To cite this document: Dubreuil, Sylvain and Berveiller, Marc and Petitjean, Frank and

Salaün, Michel Determination of Bootstrap confidence intervals on sensitivity indices

obtained by polynomial chaos expansion. (2012) In: JFMS12 - Journées Fiabilité des Matériaux et des Structures, 04-06 Jun 2012, Chambéry, France.

Any correspondence concerning this service should be sent to the repository administrator: staff-oatao@inp-toulouse.fr Determination of Bootstrap confidence intervals on sensitivity indices obtained by polynomial chaos expansion Sylvain Dubreuil 1, Marc Berveiller 2, Frank Petitjean 3, Michel Salaun 4

1. ISAE - Institut Clément Ader (ICA) F-31055 Toulouse, France {sylvain.dubreuil,michel.salaun}@isae.fr

2. EDF R&D - Département MMC Site des Renardières F-77818 Moret-sur-Loing, France marc.berveiller@edf.fr

3. Institut Catholique d’Arts et Métiers (ICAM) F-31300 Toulouse, France frank.petitjean@icam.fr ABSTRACT. Sensitivity analysis aims at quantify the influence of the dispersion of input parameters on the dispersion of the outputs of a mechanical model. Among all approximation methods, polynomial chaos expansion is one of the most efficient in order to calculate sensitivity indices because they are computed analytically from the coefficients of the expansion (Sudret (2008)).

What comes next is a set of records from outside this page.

//! Configuration for the image proxy

use std::env;
use std::path::PathBuf;
use std::time::Duration;

/// Application configuration parsed from environment variables
#[derive(Debug, Clone)]
pub struct Config {
    pub port: u16,
    pub backend_host: String,
    pub backend_port: u16,
    pub backend_timeout: Duration,
    pub cache_capacity: usize,
    pub images_dir: PathBuf,
    /// When set, concurrent misses for the same term share one fetch
    pub single_flight: bool,
}

impl Config {
    /// Parse configuration from environment variables
    pub fn from_env() -> Self {
        let port = env::var("PORT")
            .ok()
            .and_then(|p| p.parse().ok())
            .unwrap_or(3004);

        let backend_host =
            env::var("IMAGE_SERVICE_HOST").unwrap_or_else(|_| "127.0.0.1".to_string());

        let backend_port = env::var("IMAGE_SERVICE_PORT")
            .ok()
            .and_then(|p| p.parse().ok())
            .unwrap_or(1249);

        let backend_timeout = env::var("IMAGE_SERVICE_TIMEOUT_MS")
            .ok()
            .and_then(|t| t.parse::<u64>().ok())
            .map(Duration::from_millis)
            .unwrap_or(image_service_client::DEFAULT_TIMEOUT);

        let cache_capacity = env::var("MAX_CACHE_SIZE")
            .ok()
            .and_then(|s| s.parse().ok())
            .unwrap_or(term_image_cache::DEFAULT_CAPACITY);

        let images_dir = env::var("IMAGES_DIR")
            .map(PathBuf::from)
            .unwrap_or_else(|_| PathBuf::from("./images"));

        let single_flight = env::var("SINGLE_FLIGHT")
            .map(|v| v == "1" || v.eq_ignore_ascii_case("true"))
            .unwrap_or(false);

        Self {
            port,
            backend_host,
            backend_port,
            backend_timeout,
            cache_capacity,
            images_dir,
            single_flight,
        }
    }
}
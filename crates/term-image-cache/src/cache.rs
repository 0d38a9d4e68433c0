//! Insertion-ordered term cache with fractional FIFO eviction

use crate::types::CacheStats;
use std::collections::{HashMap, VecDeque};
use std::path::PathBuf;
use tokio::sync::Mutex;
use tracing::{debug, info, warn};

/// Default maximum number of cached terms
pub const DEFAULT_CAPACITY: usize = 200;

/// Fraction of capacity removed when the cache fills up
const EVICTION_FRACTION: f64 = 0.3;

/// Normalize a search term for use as a cache key
///
/// Idempotent: normalizing an already-normalized term is a no-op.
pub fn normalize(term: &str) -> String {
    term.trim().to_lowercase()
}

struct CacheState {
    entries: HashMap<String, PathBuf>,
    /// Keys in insertion order, oldest first
    order: VecDeque<String>,
    hits: u64,
    misses: u64,
}

/// Bounded map from normalized search term to stored image path
///
/// Interior mutability via an async mutex so the cache can be shared
/// behind an `Arc` across concurrent requests.
pub struct TermImageCache {
    capacity: usize,
    state: Mutex<CacheState>,
}

impl TermImageCache {
    pub fn new(capacity: usize) -> Self {
        Self {
            capacity,
            state: Mutex::new(CacheState {
                entries: HashMap::new(),
                order: VecDeque::new(),
                hits: 0,
                misses: 0,
            }),
        }
    }

    pub fn capacity(&self) -> usize {
        self.capacity
    }

    /// Look up the stored path for a normalized term
    ///
    /// Performs no disk I/O; the caller is responsible for checking that
    /// the path still reads and calling [`invalidate`](Self::invalidate)
    /// when it does not.
    pub async fn lookup(&self, key: &str) -> Option<PathBuf> {
        let mut state = self.state.lock().await;
        match state.entries.get(key).cloned() {
            Some(path) => {
                state.hits += 1;
                Some(path)
            }
            None => {
                state.misses += 1;
                None
            }
        }
    }

    /// Insert or overwrite a term-to-path mapping
    ///
    /// An overwritten key moves to the newest eviction position.
    pub async fn insert(&self, key: &str, path: PathBuf) {
        let mut state = self.state.lock().await;
        if state.entries.insert(key.to_string(), path).is_some() {
            state.order.retain(|k| k != key);
        }
        state.order.push_back(key.to_string());
    }

    /// Evict the oldest entries if the cache is at capacity
    ///
    /// Removes `floor(capacity * 0.3)` entries in insertion order and
    /// returns the number removed (0 when below capacity).
    pub async fn evict_if_full(&self) -> usize {
        let mut state = self.state.lock().await;
        if state.entries.len() < self.capacity {
            return 0;
        }

        let to_remove = (self.capacity as f64 * EVICTION_FRACTION) as usize;
        for _ in 0..to_remove {
            if let Some(key) = state.order.pop_front() {
                state.entries.remove(&key);
            }
        }

        info!(removed = to_remove, "Cleaned cached image entries");
        to_remove
    }

    /// Drop a single entry, e.g. when its backing file no longer reads
    pub async fn invalidate(&self, key: &str) -> bool {
        let mut state = self.state.lock().await;
        if state.entries.remove(key).is_some() {
            state.order.retain(|k| k != key);
            debug!(key, "Invalidated cache entry");
            true
        } else {
            false
        }
    }

    /// Remove every entry and attempt to delete each stored file
    ///
    /// File deletion failures are logged and skipped; the in-memory state
    /// is always fully cleared. Returns the entry count before clearing.
    pub async fn clear(&self) -> usize {
        let paths: Vec<PathBuf> = {
            let mut state = self.state.lock().await;
            state.order.clear();
            state.entries.drain().map(|(_, path)| path).collect()
        };

        let count = paths.len();
        for path in paths {
            if let Err(e) = tokio::fs::remove_file(&path).await {
                warn!(path = %path.display(), error = %e, "Failed to delete cached file");
            }
        }

        info!(entries = count, "Cache cleared");
        count
    }

    pub async fn len(&self) -> usize {
        self.state.lock().await.entries.len()
    }

    pub async fn is_empty(&self) -> bool {
        self.state.lock().await.entries.is_empty()
    }

    /// Whether a key is currently cached, without touching hit counters
    pub async fn contains(&self, key: &str) -> bool {
        self.state.lock().await.entries.contains_key(key)
    }

    pub async fn stats(&self) -> CacheStats {
        let state = self.state.lock().await;
        CacheStats {
            entries: state.entries.len(),
            capacity: self.capacity,
            hits: state.hits,
            misses: state.misses,
        }
    }
}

Indices are approximated and it is difficult to evaluate the error due to approximation. In order to evaluate the reliability of these indices we propose the construction of confidence intervals by Bootstrap re-sampling (Efron, Tibshirani (1993)) on the experimental design used to build the polynomial chaos approximation. Since the evaluation of the sensitivity indices is obtained with confidence intervals, it is possible to find an optimal design of experiments allowing the computation of sensitivity indices with a given accuracy.

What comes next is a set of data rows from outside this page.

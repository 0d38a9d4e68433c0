//! Error types for the image service client

use std::fmt;

#[derive(Debug)]
pub enum FetchError {
    /// The connection to the image service never completed
    ConnectFailed(String),
    /// No connect or close event within the configured timeout
    Timeout,
    /// The service connected but closed without sending any data
    EmptyPayload,
    /// A lower-level channel error after the connection was established
    Transport(Box<std::io::Error>),
}

impl fmt::Display for FetchError {
    fn fmt(&self, f: &mut fmt::Formatter<'_>) -> fmt::Result {
        match self {
            FetchError::ConnectFailed(msg) => {
                write!(f, "Failed to connect to image service: {}", msg)
            }
            FetchError::Timeout => write!(f, "Request timeout"),
            FetchError::EmptyPayload => write!(f, "No image data received"),
            FetchError::Transport(err) => write!(f, "Transport error: {}", err),
        }
    }
}

impl std::error::Error for FetchError {
    fn source(&self) -> Option<&(dyn std::error::Error + 'static)> {
        match self {
            FetchError::Transport(err) => Some(err.as_ref()),
            _ => None,
        }
    }
}

impl From<std::io::Error> for FetchError {
    fn from(err: std::io::Error) -> Self {
        FetchError::Transport(Box::new(err))
    }
}

pub type Result<T> = std::result::Result<T, FetchError>;
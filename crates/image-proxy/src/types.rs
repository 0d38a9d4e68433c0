//! HTTP request and response payloads
//!
//! Field names follow the JSON wire format expected by the frontend
//! (camelCase), hence the serde renames.

use serde::{Deserialize, Serialize};
use term_image_cache::CacheStats;

/// Body of `POST /image`
#[derive(Debug, Deserialize)]
pub struct ImageRequest {
    #[serde(rename = "searchTerm")]
    pub search_term: Option<String>,
}

/// Health check response
#[derive(Debug, Serialize)]
pub struct HealthResponse {
    pub status: String,
    pub service: String,
    pub uptime: u64,
    pub timestamp: String,
    pub cache: CacheInfo,
    #[serde(rename = "imageService")]
    pub image_service: BackendInfo,
}

#[derive(Debug, Serialize)]
pub struct CacheInfo {
    pub size: usize,
    #[serde(rename = "maxSize")]
    pub max_size: usize,
    pub hits: u64,
    pub misses: u64,
}

impl From<CacheStats> for CacheInfo {
    fn from(stats: CacheStats) -> Self {
        Self {
            size: stats.entries,
            max_size: stats.capacity,
            hits: stats.hits,
            misses: stats.misses,
        }
    }
}

#[derive(Debug, Serialize)]
pub struct BackendInfo {
    pub host: String,
    pub port: u16,
}

/// Response of `GET /image-service/health`
#[derive(Debug, Serialize)]
pub struct ServiceHealthResponse {
    pub success: bool,
    #[serde(rename = "imageServiceHealthy")]
    pub image_service_healthy: bool,
    pub host: String,
    pub port: u16,
}

/// Response of `POST /cache/clear`
#[derive(Debug, Serialize)]
pub struct ClearCacheResponse {
    pub success: bool,
    pub message: String,
    #[serde(rename = "previousCacheSize")]
    pub previous_cache_size: usize,
}

/// Error response body
#[derive(Debug, Serialize)]
pub struct ErrorResponse {
    pub error: String,
    #[serde(skip_serializing_if = "Option::is_none")]
    pub details: Option<String>,
    #[serde(rename = "searchTerm", skip_serializing_if = "Option::is_none")]
    pub search_term: Option<String>,
}

impl ErrorResponse {
    pub fn new(error: impl Into<String>) -> Self {
        Self {
            error: error.into(),
            details: None,
            search_term: None,
        }
    }
}

/// 404 fallback body listing the routable endpoints
#[derive(Debug, Serialize)]
pub struct NotFoundResponse {
    pub error: String,
    #[serde(rename = "availableEndpoints")]
    pub available_endpoints: Vec<String>,
}
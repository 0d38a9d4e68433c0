//! Error types for the image proxy

use image_service_client::FetchError;
use std::fmt;

#[derive(Debug)]
pub enum ProxyError {
    /// Request carried a missing or empty search term
    InvalidInput,
    /// The upstream image service could not satisfy the fetch
    ServiceUnavailable(FetchError),
    /// Disk read/write failure while persisting or serving an image
    Storage(Box<std::io::Error>),
    /// Requested stored file does not exist (or the name was unsafe)
    NotFound,
    Config(String),
}

impl fmt::Display for ProxyError {
    fn fmt(&self, f: &mut fmt::Formatter<'_>) -> fmt::Result {
        match self {
            ProxyError::InvalidInput => write!(f, "Missing or invalid search term"),
            ProxyError::ServiceUnavailable(err) => {
                write!(f, "Image service unavailable: {}", err)
            }
            ProxyError::Storage(err) => write!(f, "Storage error: {}", err),
            ProxyError::NotFound => write!(f, "Image not found"),
            ProxyError::Config(msg) => write!(f, "Configuration error: {}", msg),
        }
    }
}

impl std::error::Error for ProxyError {
    fn source(&self) -> Option<&(dyn std::error::Error + 'static)> {
        match self {
            ProxyError::ServiceUnavailable(err) => Some(err),
            ProxyError::Storage(err) => Some(err.as_ref()),
            _ => None,
        }
    }
}

impl From<FetchError> for ProxyError {
    fn from(err: FetchError) -> Self {
        ProxyError::ServiceUnavailable(err)
    }
}

impl From<tracing_subscriber::filter::ParseError> for ProxyError {
    fn from(err: tracing_subscriber::filter::ParseError) -> Self {
        ProxyError::Config(err.to_string())
    }
}

pub type Result<T> = std::result::Result<T, ProxyError>;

RÉSUMÉ. L’analyse de sensibilité a pour but d’évaluer l’influence de la variabilité d’un ou plusieurs paramètres d’entrée d’un modèle sur la variabilité d’une ou plusieurs réponses.

Parmi toutes les méthodes d’approximations, le développement sur une base de chaos polynômial est une des plus efficace pour le calcul des indices de sensibilité, car ils sont obtenus analytiquement grâce aux coefficients de la décomposition (Sudret (2008)). Les indices sont donc approximés et il est difficile d’évaluer l’erreur due à cette approximation. Afin d’évaluer la conance que l’on peut leur accorder nous proposons de construire des intervalles de confiance par ré-échantillonnage Bootstrap (Efron, Tibshirani (1993)) sur le plan d’expérience utilisé pour construire l’approximation par chaos polynômial. L’utilisation de ces intervalles de confiance permet de trouver un plan d’expérience optimal garantissant le calcul des indices de sensibilité avec une précision donnée.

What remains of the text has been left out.